In our own time, inspirational lawyers are many. They include Marian Wright Edelman, brave civil rights advocate in the 1960s, and founder of the Children's Defense Fund in 1973. Urging other lawyers to use their talent and training to advance the public good, she said: "If you don't like the way [things are], you change [them]. You have an obligation to change [them]. You just do it, one step at a time."

Great member of the Great Generation, and former President of the American Bar Association Chesterfield Smith, insisted that it is the Association's responsibility to assure there will be a lawyer, when needed, for those unable to pay. In Chesterfield's words:

Those lawyers who [simply] cannot overlook the social ills of the justice system, the legal profession's deficiencies, its failure to make adequate legal services available to all, seem to me to be the ones who cherish the legal profession as a noble calling.

True enough, law and lawyers have fared rather badly in many a song and story. In grand opera, for example, lawyers are barely there. In Johann Strauss's Die Fledermaus, a lawyer has a bit part, but his assistance is so ineffective, he manages to get for his client a few extra days in jail. The lawyer who appears in Porgy and Bess ups the price to get Bess a divorce when she tells him she was never really married to any beau before Porgy.

Celebrated writers from Shakespeare to Sandburg have harbored a lingering distrust of the lawyers' trade. Charles Dickens, in Bleak House, put it this way:

The one great principle of the English law is to make business for itself. There is no other principle so distinctly, certainly, and consistently maintained through all its narrow turnings. Viewed by this light it becomes a coherent scheme and not the monstrous maze the laity are apt to think it. Let them but once clearly perceive that its grand principle is to make business for itself at their expense, and surely they will cease to grumble.

Sadly, many think of lawyers that way to this day.

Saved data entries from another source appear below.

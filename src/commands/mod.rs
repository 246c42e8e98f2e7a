//! Command entry points

pub mod sync;

pub use sync::{run, run_with_progress};
//! Ignore patterns loaded from the source root

use crate::logging::{Action, SyncLog};
use crate::types::SyncError;
use ignore::gitignore::{Gitignore, GitignoreBuilder};
use std::path::Path;

/// Name of the optional ignore file at the source root
pub const IGNORE_FILE_NAME: &str = ".gosyncignore";

/// Compiled exclusion patterns.
///
/// Built once per run and never mutated afterwards, so workers and the
/// walker share it without locking.
#[derive(Debug, Clone)]
pub struct IgnoreSet {
    matcher: Option<Gitignore>,
}

impl IgnoreSet {
    /// A set that matches nothing
    pub fn empty() -> Self {
        Self { matcher: None }
    }

    /// Load `.gosyncignore` from the source root.
    ///
    /// A missing file gives an empty set. A file that cannot be read or that
    /// contains an invalid pattern is logged and also gives an empty set:
    /// a broken ignore file never blocks synchronization.
    pub fn load(source_root: &Path, log: &SyncLog) -> Self {
        let ignore_file = source_root.join(IGNORE_FILE_NAME);
        if !ignore_file.is_file() {
            return Self::empty();
        }

        let mut builder = GitignoreBuilder::new(source_root);
        if let Some(err) = builder.add(&ignore_file) {
            log.error(&ignore_file, &err, "Error reading .gosyncignore file");
            return Self::empty();
        }

        match builder.build() {
            Ok(matcher) => {
                let set = Self::from_matcher(matcher);
                if !set.is_empty() {
                    log.debug(
                        Action::Ignore,
                        &ignore_file,
                        &format!("Loaded {} ignore patterns", set.len()),
                    );
                }
                set
            }
            Err(err) => {
                log.error(&ignore_file, &err, "Error reading .gosyncignore file");
                Self::empty()
            }
        }
    }

    /// Build a set from in-memory pattern lines
    pub fn from_patterns<S: AsRef<str>>(root: &Path, patterns: &[S]) -> Result<Self, SyncError> {
        let mut builder = GitignoreBuilder::new(root);
        for pattern in patterns {
            builder.add_line(None, pattern.as_ref()).map_err(|e| {
                SyncError::Config(format!(
                    "Invalid ignore pattern '{}': {}",
                    pattern.as_ref(),
                    e
                ))
            })?;
        }

        let matcher = builder
            .build()
            .map_err(|e| SyncError::Config(format!("Failed to build ignore patterns: {}", e)))?;
        Ok(Self::from_matcher(matcher))
    }

    fn from_matcher(matcher: Gitignore) -> Self {
        if matcher.is_empty() {
            Self::empty()
        } else {
            Self {
                matcher: Some(matcher),
            }
        }
    }

    /// Check whether a root-relative path is excluded.
    ///
    /// A path is also excluded when one of its parent directories is.
    pub fn matches(&self, relative_path: &Path, is_dir: bool) -> bool {
        match &self.matcher {
            Some(matcher) if !relative_path.as_os_str().is_empty() => matcher
                .matched_path_or_any_parents(relative_path, is_dir)
                .is_ignore(),
            _ => false,
        }
    }

    /// Number of compiled patterns
    pub fn len(&self) -> usize {
        self.matcher
            .as_ref()
            .map_or(0, |m| (m.num_ignores() + m.num_whitelists()) as usize)
    }

    pub fn is_empty(&self) -> bool {
        self.matcher.is_none()
    }
}

impl Default for IgnoreSet {
    fn default() -> Self {
        Self::empty()
    }
}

But the legal profession has in its ranks legions of men and women striving to change that perception, jurists devoted to, and at work for, the public good - people who are the best of lawyers and judges, the most dedicated, the least selfish. This audience is filled with jurists of that kind, lawyers who are guided by Dr. Seuss's gentle maxim: "A person's a person, no matter how small," and should receive the representation promised by the pledge of "Justice for All."

It is generally not ideology that keeps lawyers from helping to repair tears in their communities, nation, and world, and in the lives of the poor, the forgotten, the people held back because they are members of disadvantaged or distrusted minorities. It is more likely to be apathy, selfishness, or anxiety that one is already overextended. Those are forces not easy to surmount. Yet lawyers who consider themselves not simply tradesmen working for a day's pay, but members of a true and learned profession, will make the effort to overcome inertia, the workloads on their tables, and the shortness of the day, for the rewards are great. Lawyers fare best in their own estimation, and in the esteem of others, my life experiences teach, if they do their part to help move society to the place they would like it to be for the health and well-being of today's children and of generations to come.